------ GIVEN RECORDS
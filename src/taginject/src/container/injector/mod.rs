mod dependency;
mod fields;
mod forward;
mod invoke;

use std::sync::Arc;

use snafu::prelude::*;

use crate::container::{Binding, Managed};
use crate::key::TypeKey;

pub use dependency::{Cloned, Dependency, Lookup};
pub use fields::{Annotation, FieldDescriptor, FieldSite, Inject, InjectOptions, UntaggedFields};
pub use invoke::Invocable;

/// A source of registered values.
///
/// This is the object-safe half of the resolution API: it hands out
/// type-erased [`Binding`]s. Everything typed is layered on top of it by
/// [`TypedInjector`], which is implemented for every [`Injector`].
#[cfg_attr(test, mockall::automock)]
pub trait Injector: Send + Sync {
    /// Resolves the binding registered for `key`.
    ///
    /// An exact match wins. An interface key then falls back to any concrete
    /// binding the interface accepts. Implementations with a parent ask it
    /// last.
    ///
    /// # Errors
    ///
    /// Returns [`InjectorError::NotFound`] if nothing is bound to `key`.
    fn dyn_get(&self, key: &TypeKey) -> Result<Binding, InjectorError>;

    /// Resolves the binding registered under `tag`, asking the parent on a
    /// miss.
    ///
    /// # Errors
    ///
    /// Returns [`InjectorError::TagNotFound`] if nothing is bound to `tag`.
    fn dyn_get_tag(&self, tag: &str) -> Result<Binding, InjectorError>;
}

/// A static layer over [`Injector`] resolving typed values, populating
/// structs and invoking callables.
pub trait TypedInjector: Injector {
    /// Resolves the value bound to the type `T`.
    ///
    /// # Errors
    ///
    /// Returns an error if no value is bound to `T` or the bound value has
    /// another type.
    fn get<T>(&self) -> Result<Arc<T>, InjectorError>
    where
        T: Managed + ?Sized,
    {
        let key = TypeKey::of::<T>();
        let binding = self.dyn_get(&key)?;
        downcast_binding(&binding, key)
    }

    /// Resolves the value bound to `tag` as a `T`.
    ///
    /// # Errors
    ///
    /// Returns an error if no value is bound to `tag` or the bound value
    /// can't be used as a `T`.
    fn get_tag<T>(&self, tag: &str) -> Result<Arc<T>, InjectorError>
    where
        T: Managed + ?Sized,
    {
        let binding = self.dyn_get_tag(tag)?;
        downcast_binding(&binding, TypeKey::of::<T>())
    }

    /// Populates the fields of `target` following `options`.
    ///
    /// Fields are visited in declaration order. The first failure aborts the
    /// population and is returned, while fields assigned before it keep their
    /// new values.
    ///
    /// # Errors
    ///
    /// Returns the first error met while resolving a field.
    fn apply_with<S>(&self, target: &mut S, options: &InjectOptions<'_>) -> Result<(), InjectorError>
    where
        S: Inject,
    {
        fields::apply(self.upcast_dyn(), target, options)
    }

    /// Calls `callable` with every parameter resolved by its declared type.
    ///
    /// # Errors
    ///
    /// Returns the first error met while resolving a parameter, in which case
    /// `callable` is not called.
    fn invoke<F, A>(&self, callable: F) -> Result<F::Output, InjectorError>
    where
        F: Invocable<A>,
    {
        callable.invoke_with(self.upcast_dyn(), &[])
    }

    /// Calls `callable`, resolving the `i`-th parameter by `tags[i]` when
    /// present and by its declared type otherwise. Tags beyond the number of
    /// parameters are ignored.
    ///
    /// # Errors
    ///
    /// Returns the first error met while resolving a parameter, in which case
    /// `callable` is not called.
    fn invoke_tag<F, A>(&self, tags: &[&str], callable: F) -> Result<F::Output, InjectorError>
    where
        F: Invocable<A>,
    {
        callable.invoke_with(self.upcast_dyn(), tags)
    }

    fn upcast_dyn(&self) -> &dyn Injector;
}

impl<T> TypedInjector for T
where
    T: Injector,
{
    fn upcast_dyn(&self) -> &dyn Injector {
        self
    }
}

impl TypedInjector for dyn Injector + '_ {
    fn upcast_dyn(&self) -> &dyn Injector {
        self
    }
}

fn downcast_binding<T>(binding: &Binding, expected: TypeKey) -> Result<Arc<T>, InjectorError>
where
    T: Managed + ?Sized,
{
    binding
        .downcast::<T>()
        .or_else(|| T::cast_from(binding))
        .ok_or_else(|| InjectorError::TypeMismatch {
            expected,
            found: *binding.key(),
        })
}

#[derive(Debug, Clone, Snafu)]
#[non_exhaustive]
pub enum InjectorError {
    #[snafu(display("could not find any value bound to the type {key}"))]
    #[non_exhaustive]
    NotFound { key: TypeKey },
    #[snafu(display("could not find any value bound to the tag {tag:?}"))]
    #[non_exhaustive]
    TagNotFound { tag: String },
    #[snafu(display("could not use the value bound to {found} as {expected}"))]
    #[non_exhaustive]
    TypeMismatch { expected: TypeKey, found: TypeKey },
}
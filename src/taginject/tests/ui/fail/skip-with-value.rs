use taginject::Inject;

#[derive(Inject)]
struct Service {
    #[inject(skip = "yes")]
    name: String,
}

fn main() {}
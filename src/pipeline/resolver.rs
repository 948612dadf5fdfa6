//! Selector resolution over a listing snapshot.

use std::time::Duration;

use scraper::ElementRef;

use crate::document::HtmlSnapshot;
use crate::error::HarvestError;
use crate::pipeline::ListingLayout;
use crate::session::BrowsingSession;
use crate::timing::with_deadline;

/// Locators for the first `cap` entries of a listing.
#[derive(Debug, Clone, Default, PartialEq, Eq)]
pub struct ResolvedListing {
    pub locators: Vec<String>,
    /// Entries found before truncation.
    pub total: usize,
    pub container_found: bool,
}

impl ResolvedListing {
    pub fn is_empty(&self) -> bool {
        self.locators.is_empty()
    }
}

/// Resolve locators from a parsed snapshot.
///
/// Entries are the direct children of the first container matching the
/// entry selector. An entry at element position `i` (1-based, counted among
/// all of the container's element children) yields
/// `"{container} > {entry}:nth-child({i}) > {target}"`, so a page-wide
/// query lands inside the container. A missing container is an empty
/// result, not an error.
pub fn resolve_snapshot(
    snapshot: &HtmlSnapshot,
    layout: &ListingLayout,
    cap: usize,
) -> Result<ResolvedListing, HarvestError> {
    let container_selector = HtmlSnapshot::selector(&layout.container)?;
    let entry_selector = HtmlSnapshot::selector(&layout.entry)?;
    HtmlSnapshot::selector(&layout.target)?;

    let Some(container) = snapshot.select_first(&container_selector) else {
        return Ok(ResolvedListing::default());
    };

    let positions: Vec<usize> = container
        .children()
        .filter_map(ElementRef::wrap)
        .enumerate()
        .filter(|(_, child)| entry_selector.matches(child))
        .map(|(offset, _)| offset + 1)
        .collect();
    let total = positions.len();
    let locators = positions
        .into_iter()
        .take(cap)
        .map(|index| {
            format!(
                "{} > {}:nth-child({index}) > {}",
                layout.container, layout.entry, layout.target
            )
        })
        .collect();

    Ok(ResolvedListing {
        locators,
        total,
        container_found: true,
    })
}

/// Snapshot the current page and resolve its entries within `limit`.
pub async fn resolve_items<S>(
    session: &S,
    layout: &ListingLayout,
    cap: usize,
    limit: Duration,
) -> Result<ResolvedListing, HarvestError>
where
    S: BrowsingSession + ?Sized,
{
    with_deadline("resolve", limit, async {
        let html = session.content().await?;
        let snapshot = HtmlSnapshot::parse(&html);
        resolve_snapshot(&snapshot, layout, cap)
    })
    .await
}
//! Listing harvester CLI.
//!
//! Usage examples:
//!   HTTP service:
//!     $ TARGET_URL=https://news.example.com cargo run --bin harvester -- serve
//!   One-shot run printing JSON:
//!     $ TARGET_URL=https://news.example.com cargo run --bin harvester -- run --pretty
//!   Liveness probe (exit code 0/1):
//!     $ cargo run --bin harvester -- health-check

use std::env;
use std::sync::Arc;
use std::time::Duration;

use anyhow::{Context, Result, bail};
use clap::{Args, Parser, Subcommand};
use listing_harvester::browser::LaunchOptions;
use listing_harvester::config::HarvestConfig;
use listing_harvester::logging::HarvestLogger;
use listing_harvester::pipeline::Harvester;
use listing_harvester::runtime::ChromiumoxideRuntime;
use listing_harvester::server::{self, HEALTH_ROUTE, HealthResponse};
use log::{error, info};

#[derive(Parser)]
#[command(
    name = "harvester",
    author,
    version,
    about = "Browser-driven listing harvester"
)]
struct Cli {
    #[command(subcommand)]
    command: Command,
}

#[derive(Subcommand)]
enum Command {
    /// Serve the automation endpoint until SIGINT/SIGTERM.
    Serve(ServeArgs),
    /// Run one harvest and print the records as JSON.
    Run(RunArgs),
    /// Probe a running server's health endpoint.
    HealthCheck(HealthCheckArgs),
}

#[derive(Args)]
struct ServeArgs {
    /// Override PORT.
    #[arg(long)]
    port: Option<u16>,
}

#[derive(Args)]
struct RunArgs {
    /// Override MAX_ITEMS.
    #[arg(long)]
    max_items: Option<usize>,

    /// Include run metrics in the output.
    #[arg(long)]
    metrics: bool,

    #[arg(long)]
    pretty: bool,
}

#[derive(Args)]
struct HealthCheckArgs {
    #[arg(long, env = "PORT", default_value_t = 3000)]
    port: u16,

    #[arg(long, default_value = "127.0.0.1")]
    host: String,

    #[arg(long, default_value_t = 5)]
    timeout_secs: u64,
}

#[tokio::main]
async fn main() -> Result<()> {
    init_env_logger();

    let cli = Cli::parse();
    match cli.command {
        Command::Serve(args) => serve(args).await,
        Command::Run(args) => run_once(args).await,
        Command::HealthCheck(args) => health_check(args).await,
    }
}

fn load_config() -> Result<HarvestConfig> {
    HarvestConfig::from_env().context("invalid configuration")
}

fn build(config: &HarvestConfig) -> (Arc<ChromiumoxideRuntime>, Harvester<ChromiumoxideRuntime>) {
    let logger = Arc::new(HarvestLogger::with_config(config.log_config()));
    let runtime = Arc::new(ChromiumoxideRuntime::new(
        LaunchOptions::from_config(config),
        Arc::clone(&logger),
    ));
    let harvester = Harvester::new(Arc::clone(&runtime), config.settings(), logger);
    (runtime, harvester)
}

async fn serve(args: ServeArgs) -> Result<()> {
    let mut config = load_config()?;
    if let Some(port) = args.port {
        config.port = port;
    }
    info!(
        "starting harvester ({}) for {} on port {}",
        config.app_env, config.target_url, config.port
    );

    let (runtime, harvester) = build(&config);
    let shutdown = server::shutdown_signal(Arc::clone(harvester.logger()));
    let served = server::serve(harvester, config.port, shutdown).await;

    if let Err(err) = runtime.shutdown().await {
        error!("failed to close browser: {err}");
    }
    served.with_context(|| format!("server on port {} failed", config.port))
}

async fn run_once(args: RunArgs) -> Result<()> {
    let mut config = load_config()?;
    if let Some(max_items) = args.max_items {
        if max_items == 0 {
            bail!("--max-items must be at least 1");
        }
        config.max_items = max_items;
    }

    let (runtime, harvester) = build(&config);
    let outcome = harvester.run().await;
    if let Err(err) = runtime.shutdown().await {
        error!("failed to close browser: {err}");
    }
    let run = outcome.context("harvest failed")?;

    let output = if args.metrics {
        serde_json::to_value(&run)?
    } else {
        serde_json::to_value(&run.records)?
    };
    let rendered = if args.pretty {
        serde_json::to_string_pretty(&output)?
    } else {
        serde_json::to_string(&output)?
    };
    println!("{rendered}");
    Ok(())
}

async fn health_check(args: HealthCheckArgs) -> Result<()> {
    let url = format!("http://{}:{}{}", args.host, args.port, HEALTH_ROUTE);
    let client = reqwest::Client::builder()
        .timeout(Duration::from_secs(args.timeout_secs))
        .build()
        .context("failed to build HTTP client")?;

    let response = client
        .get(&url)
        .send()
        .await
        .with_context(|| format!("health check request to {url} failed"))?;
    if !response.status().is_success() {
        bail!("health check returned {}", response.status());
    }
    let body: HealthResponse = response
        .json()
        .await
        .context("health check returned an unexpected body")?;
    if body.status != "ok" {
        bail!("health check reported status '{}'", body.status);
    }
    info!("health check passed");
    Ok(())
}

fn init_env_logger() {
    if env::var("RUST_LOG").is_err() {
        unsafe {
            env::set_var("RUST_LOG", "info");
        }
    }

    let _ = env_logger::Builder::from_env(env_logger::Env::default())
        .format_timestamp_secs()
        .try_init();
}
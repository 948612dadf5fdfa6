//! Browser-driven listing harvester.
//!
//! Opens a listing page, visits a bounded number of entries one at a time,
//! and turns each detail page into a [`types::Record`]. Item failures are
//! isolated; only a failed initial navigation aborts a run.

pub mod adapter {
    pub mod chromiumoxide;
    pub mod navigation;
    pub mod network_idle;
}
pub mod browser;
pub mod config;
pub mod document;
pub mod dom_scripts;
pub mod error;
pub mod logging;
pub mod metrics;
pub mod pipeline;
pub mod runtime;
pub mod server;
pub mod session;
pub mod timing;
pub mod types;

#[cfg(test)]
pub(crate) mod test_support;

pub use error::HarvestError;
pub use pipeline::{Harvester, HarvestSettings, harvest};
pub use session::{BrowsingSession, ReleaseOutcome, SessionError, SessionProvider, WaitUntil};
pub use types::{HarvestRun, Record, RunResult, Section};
------------
Look over the data above and show each line that contains "positions".

    let positions: Vec<usize> = container
    let total = positions.len();
    let locators = positions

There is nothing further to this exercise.